--- START ---

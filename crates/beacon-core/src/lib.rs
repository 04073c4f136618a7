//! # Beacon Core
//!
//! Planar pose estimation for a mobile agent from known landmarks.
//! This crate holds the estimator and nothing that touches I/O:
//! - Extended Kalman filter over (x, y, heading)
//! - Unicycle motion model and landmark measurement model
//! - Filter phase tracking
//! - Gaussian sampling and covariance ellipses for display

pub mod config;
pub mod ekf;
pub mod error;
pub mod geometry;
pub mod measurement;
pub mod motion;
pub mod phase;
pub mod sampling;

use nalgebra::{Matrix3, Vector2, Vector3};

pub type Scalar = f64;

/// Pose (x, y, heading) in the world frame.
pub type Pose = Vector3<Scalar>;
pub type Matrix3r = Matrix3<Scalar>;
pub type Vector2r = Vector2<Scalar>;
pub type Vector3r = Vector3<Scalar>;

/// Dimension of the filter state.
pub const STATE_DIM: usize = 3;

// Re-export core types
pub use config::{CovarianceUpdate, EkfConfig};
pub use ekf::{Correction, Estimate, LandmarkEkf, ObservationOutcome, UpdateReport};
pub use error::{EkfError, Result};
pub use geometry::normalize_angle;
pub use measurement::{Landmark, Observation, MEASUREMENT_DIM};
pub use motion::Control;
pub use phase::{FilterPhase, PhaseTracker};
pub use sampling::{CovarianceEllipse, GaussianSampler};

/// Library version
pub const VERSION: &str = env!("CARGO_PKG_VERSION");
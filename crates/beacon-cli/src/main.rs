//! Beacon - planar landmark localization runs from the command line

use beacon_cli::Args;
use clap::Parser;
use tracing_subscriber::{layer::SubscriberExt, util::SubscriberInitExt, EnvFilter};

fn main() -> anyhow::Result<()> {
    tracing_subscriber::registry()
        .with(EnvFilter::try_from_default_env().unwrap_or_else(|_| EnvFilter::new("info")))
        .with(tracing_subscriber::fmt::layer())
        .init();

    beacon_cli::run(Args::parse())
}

--- END ---
--- START ---

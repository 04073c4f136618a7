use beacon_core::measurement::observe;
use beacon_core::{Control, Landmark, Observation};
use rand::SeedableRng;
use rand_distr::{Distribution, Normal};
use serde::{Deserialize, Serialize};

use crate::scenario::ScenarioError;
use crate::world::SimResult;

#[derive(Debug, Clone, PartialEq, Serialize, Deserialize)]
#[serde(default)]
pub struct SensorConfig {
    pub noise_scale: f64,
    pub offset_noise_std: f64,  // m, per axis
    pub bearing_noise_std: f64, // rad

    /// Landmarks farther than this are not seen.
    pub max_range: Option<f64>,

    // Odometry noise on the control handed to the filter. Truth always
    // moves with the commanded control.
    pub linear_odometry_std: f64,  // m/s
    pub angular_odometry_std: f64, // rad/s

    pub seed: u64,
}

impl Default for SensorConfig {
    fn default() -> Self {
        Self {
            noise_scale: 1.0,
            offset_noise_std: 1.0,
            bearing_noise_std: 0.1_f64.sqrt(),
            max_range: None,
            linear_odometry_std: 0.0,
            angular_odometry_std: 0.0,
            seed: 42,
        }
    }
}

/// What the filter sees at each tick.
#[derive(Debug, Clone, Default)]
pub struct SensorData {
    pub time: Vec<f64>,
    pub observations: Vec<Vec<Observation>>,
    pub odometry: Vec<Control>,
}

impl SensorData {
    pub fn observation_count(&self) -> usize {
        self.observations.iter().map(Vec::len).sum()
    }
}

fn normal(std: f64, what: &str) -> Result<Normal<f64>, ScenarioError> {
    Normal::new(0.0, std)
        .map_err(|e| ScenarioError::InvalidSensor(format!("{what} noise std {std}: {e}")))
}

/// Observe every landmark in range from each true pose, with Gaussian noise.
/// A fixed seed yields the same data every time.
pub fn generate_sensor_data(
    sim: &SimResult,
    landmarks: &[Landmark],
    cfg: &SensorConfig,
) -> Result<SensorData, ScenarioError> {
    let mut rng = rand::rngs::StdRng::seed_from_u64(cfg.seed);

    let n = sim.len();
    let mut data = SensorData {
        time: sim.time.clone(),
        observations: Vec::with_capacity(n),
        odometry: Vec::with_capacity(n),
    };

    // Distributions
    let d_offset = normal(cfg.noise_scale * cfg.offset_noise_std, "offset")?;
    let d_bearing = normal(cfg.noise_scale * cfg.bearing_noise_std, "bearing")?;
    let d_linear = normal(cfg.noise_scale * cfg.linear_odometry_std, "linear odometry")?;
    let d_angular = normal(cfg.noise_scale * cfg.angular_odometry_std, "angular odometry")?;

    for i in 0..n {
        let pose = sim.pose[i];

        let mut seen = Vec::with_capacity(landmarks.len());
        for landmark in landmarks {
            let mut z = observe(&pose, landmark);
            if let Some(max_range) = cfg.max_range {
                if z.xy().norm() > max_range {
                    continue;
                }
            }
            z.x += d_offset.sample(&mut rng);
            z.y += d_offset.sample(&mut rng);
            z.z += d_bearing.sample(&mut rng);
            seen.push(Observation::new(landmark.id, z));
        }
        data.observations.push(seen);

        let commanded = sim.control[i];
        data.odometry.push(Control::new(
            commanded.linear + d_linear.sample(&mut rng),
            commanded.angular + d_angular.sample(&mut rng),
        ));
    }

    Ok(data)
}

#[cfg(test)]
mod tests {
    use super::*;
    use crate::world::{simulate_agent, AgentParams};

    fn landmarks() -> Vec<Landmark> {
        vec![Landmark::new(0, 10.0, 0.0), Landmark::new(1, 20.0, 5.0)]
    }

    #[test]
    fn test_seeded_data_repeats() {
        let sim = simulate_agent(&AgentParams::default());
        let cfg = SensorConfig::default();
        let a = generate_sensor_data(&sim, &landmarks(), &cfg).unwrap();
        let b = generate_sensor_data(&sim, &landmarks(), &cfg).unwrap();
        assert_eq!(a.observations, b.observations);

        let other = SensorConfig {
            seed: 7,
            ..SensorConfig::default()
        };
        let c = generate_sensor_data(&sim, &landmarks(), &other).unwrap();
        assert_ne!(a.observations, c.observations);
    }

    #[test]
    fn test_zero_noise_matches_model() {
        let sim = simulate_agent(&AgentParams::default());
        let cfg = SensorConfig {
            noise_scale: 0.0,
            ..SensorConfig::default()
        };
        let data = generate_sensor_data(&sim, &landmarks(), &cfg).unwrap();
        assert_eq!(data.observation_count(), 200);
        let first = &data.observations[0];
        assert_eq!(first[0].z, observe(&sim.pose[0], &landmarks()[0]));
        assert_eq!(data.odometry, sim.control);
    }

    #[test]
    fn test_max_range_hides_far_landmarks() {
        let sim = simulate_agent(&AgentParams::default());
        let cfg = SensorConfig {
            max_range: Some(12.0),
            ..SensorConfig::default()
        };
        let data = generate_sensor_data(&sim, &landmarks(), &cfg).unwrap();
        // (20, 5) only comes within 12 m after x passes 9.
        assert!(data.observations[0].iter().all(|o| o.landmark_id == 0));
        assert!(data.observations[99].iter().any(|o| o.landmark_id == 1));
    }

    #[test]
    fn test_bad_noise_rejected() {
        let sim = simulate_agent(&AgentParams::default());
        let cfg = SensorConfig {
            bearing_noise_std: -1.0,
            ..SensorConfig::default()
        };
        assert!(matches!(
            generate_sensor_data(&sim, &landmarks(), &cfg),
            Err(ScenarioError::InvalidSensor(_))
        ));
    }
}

--- END ---

> **Required work**
Search the listing for the word "serde" and return each line that holds it.

> **Exercise answer**
use serde::{Deserialize, Serialize};
#[serde(default)]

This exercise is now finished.